**Exercise directions**
Please repeat, from the entries that follow, the lines from the one containing "through a large" through the one containing "fn destroy<R: Rng>(&mut" exactly, adding nothing.

**Study material**
=======

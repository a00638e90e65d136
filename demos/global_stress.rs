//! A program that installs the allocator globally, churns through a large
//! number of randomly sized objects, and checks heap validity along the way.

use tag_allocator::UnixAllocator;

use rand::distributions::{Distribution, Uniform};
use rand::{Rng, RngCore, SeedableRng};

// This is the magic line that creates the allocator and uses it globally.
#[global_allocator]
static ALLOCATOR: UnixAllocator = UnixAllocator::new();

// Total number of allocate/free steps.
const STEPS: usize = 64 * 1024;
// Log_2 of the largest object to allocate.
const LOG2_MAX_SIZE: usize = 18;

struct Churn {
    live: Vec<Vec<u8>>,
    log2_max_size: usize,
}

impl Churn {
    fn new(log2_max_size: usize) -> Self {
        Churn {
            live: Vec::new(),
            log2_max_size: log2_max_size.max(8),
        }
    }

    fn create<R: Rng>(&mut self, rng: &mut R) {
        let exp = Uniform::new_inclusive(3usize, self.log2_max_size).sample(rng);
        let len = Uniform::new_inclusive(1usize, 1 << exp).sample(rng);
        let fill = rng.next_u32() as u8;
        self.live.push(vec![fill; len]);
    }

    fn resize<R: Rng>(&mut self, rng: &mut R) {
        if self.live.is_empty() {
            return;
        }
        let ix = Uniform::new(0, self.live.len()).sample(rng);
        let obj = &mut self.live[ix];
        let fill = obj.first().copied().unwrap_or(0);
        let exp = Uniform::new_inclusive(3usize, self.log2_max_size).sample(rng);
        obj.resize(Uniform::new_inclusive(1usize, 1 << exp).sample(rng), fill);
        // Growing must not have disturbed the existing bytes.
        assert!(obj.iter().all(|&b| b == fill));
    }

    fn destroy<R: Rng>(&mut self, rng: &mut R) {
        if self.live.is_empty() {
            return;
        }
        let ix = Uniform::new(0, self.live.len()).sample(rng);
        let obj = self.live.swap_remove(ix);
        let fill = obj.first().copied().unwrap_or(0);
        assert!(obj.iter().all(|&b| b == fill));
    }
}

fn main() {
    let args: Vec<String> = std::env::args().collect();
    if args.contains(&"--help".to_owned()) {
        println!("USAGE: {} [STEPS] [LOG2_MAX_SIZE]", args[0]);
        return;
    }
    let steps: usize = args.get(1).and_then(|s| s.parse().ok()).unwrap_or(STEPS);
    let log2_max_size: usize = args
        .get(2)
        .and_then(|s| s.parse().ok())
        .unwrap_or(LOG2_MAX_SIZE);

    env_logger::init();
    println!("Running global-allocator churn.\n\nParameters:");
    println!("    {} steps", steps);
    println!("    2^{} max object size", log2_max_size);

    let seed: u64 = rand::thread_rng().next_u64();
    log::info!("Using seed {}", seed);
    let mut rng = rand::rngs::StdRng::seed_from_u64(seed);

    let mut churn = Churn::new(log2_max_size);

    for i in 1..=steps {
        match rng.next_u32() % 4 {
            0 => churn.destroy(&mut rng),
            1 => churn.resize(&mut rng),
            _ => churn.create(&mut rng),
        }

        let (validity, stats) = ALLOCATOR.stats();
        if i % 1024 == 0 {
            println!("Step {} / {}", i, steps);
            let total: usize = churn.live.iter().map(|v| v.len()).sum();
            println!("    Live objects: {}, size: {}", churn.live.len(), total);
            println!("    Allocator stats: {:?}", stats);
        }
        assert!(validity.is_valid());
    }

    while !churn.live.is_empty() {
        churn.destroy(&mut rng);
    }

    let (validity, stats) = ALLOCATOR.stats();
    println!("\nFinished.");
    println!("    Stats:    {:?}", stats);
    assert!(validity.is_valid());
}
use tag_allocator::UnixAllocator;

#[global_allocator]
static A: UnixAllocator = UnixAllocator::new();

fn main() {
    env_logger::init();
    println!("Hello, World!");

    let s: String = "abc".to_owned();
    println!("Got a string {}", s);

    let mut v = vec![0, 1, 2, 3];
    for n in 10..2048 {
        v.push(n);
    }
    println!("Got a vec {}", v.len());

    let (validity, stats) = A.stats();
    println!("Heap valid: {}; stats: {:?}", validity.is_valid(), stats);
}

=======

**Written response**
//! A program that installs the allocator globally, churns through a large
//! number of randomly sized objects, and checks heap validity along the way.

use tag_allocator::UnixAllocator;

use rand::distributions::{Distribution, Uniform};
use rand::{Rng, RngCore, SeedableRng};

// This is the magic line that creates the allocator and uses it globally.
#[global_allocator]
static ALLOCATOR: UnixAllocator = UnixAllocator::new();

// Total number of allocate/free steps.
const STEPS: usize = 64 * 1024;
// Log_2 of the largest object to allocate.
const LOG2_MAX_SIZE: usize = 18;

struct Churn {
    live: Vec<Vec<u8>>,
    log2_max_size: usize,
}

impl Churn {
    fn new(log2_max_size: usize) -> Self {
        Churn {
            live: Vec::new(),
            log2_max_size: log2_max_size.max(8),
        }
    }

    fn create<R: Rng>(&mut self, rng: &mut R) {
        let exp = Uniform::new_inclusive(3usize, self.log2_max_size).sample(rng);
        let len = Uniform::new_inclusive(1usize, 1 << exp).sample(rng);
        let fill = rng.next_u32() as u8;
        self.live.push(vec![fill; len]);
    }

    fn resize<R: Rng>(&mut self, rng: &mut R) {
        if self.live.is_empty() {
            return;
        }
        let ix = Uniform::new(0, self.live.len()).sample(rng);
        let obj = &mut self.live[ix];
        let fill = obj.first().copied().unwrap_or(0);
        let exp = Uniform::new_inclusive(3usize, self.log2_max_size).sample(rng);
        obj.resize(Uniform::new_inclusive(1usize, 1 << exp).sample(rng), fill);
        // Growing must not have disturbed the existing bytes.
        assert!(obj.iter().all(|&b| b == fill));
    }

    fn destroy<R: Rng>(&mut self, rng: &mut R) {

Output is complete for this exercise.